Required action: Every line of the records below that holds the word "since" belongs in the answer.

___ Material shown

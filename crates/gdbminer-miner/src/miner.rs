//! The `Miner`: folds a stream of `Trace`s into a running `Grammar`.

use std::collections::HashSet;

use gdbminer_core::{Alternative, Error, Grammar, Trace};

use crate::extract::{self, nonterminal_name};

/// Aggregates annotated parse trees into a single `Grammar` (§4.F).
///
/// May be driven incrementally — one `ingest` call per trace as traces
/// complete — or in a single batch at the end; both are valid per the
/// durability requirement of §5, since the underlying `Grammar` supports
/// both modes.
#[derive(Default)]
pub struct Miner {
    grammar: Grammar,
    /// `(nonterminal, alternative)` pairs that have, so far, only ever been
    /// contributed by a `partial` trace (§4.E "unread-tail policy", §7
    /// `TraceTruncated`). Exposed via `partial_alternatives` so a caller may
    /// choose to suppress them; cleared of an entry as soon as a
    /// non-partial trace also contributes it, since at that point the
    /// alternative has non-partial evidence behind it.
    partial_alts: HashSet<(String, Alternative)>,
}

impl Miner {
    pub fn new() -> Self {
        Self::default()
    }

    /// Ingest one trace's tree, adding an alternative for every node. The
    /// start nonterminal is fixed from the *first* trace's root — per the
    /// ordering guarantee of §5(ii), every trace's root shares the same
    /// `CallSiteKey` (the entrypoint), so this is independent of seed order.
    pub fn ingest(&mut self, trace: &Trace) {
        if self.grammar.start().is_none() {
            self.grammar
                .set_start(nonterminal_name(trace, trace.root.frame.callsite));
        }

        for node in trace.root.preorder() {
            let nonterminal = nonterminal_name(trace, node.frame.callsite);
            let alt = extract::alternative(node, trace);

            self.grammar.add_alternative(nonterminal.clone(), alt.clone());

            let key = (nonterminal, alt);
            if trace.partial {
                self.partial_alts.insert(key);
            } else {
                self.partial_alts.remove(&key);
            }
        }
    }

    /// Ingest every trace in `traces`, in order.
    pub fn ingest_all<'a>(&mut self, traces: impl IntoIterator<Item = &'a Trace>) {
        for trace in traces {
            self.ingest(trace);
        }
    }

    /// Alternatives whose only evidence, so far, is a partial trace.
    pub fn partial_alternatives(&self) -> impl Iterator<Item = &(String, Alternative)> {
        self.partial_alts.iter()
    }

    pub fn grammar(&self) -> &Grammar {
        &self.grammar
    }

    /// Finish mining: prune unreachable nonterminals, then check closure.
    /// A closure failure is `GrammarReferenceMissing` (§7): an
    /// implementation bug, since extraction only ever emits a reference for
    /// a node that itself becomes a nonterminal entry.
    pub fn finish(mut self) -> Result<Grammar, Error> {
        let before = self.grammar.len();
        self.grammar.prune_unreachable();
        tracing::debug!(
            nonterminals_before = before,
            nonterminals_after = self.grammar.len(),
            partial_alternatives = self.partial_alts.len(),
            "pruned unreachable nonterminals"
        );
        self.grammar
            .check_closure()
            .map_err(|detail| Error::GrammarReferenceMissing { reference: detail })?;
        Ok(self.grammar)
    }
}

______

Problem solution:
/// durability requirement of §5, since the underlying `Grammar` supports
    /// non-partial trace also contributes it, since at that point the
    /// implementation bug, since extraction only ever emits a reference for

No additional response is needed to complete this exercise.